Building on @mehowbrainz’s idea, I believe we should create an AI tool that benefits everyone in our ecosystem, from developers to meme creators.
I propose a community-driven initiative to gather resources for fine-tuning the ChatGPT 3.5 model. Some potential data sources include:
- Whitepapers
- Medium articles
- Tweets
- Hypercore/ZenonORG forum posts
- Selected TG messages (e.g., from Kaine, George)
- Community updates
- Network codebase
Imagine the potential: we could even craft specialized models, like a Sigli support bot.

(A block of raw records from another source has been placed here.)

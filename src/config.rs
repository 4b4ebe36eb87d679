//! Runtime configuration
//!
//! Values come from the command line or environment once at startup and are
//! handed to the components that need them; nothing reads the environment
//! while serving requests.

use std::fmt;
use std::net::SocketAddr;
use std::path::PathBuf;

use crate::error::{Result, SiteError};

/// Default address the HTTP server listens on
pub const DEFAULT_BIND: &str = "127.0.0.1:3000";

/// Last.fm settings as supplied by the host environment
///
/// Both values may be absent at startup; the now-playing endpoint reports a
/// configuration error per request until they are provided.
#[derive(Clone, Default)]
pub struct LastfmConfig {
    /// Secret API key, never sent to clients
    pub api_key: Option<String>,
    /// Account whose listening history is shown; public
    pub username: Option<String>,
}

/// Validated Last.fm credentials
#[derive(Clone, PartialEq, Eq)]
pub struct Credentials {
    pub api_key: String,
    pub username: String,
}

impl LastfmConfig {
    pub fn new(api_key: Option<String>, username: Option<String>) -> Self {
        Self { api_key, username }
    }

    /// Returns the credentials, or `SiteError::Configuration` if either value
    /// is missing or blank. Values are passed on exactly as configured.
    pub fn credentials(&self) -> Result<Credentials> {
        let api_key = non_blank(self.api_key.as_deref()).ok_or(SiteError::Configuration)?;
        let username = non_blank(self.username.as_deref()).ok_or(SiteError::Configuration)?;

        Ok(Credentials {
            api_key: api_key.to_string(),
            username: username.to_string(),
        })
    }

    /// The username if set, for the public client configuration
    pub fn public_username(&self) -> Option<&str> {
        non_blank(self.username.as_deref())
    }
}

fn non_blank(value: Option<&str>) -> Option<&str> {
    value.filter(|v| !v.trim().is_empty())
}

// Keep the API key out of logs.
impl fmt::Debug for LastfmConfig {
    fn fmt(&self, f: &mut fmt::Formatter<'_>) -> fmt::Result {
        f.debug_struct("LastfmConfig")
            .field("api_key", &self.api_key.as_ref().map(|_| "<redacted>"))
            .field("username", &self.username)
            .finish()
    }
}

impl fmt::Debug for Credentials {
    fn fmt(&self, f: &mut fmt::Formatter<'_>) -> fmt::Result {
        f.debug_struct("Credentials")
            .field("api_key", &"<redacted>")
            .field("username", &self.username)
            .finish()
    }
}

/// HTTP server settings
#[derive(Debug, Clone)]
pub struct ServerConfig {
    /// Listen address
    pub bind: SocketAddr,
    /// Cache directory override; platform cache dir when `None`
    pub cache_dir: Option<PathBuf>,
}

Though I’m not an expert, my experience with Langchain and LlamaIndex gives me a unique perspective. Let’s consider future-proofing our data. For instance, a tweet might be structured as:
{
"created_at": "2023-09-11T23:54:40Z",
"type": "tweet",
"text": "This is a tweet.",
"username": "zenon_network",
"media": {
"amount": 1,
"ipfs_url": "ipfs://QmX7a795B24k72s95x8348fX46529d8795864493587f68c"
}
}
While we’re currently focused on text, I believe we should also incorporate multimedia. It’s likely that multimodal capabilities will emerge soon, and we should be ready. We can discuss data optimization later.
Unfortunately, Twitter data might be challenging to gather, but we can streamline the process for other sources once we finalize a data schema.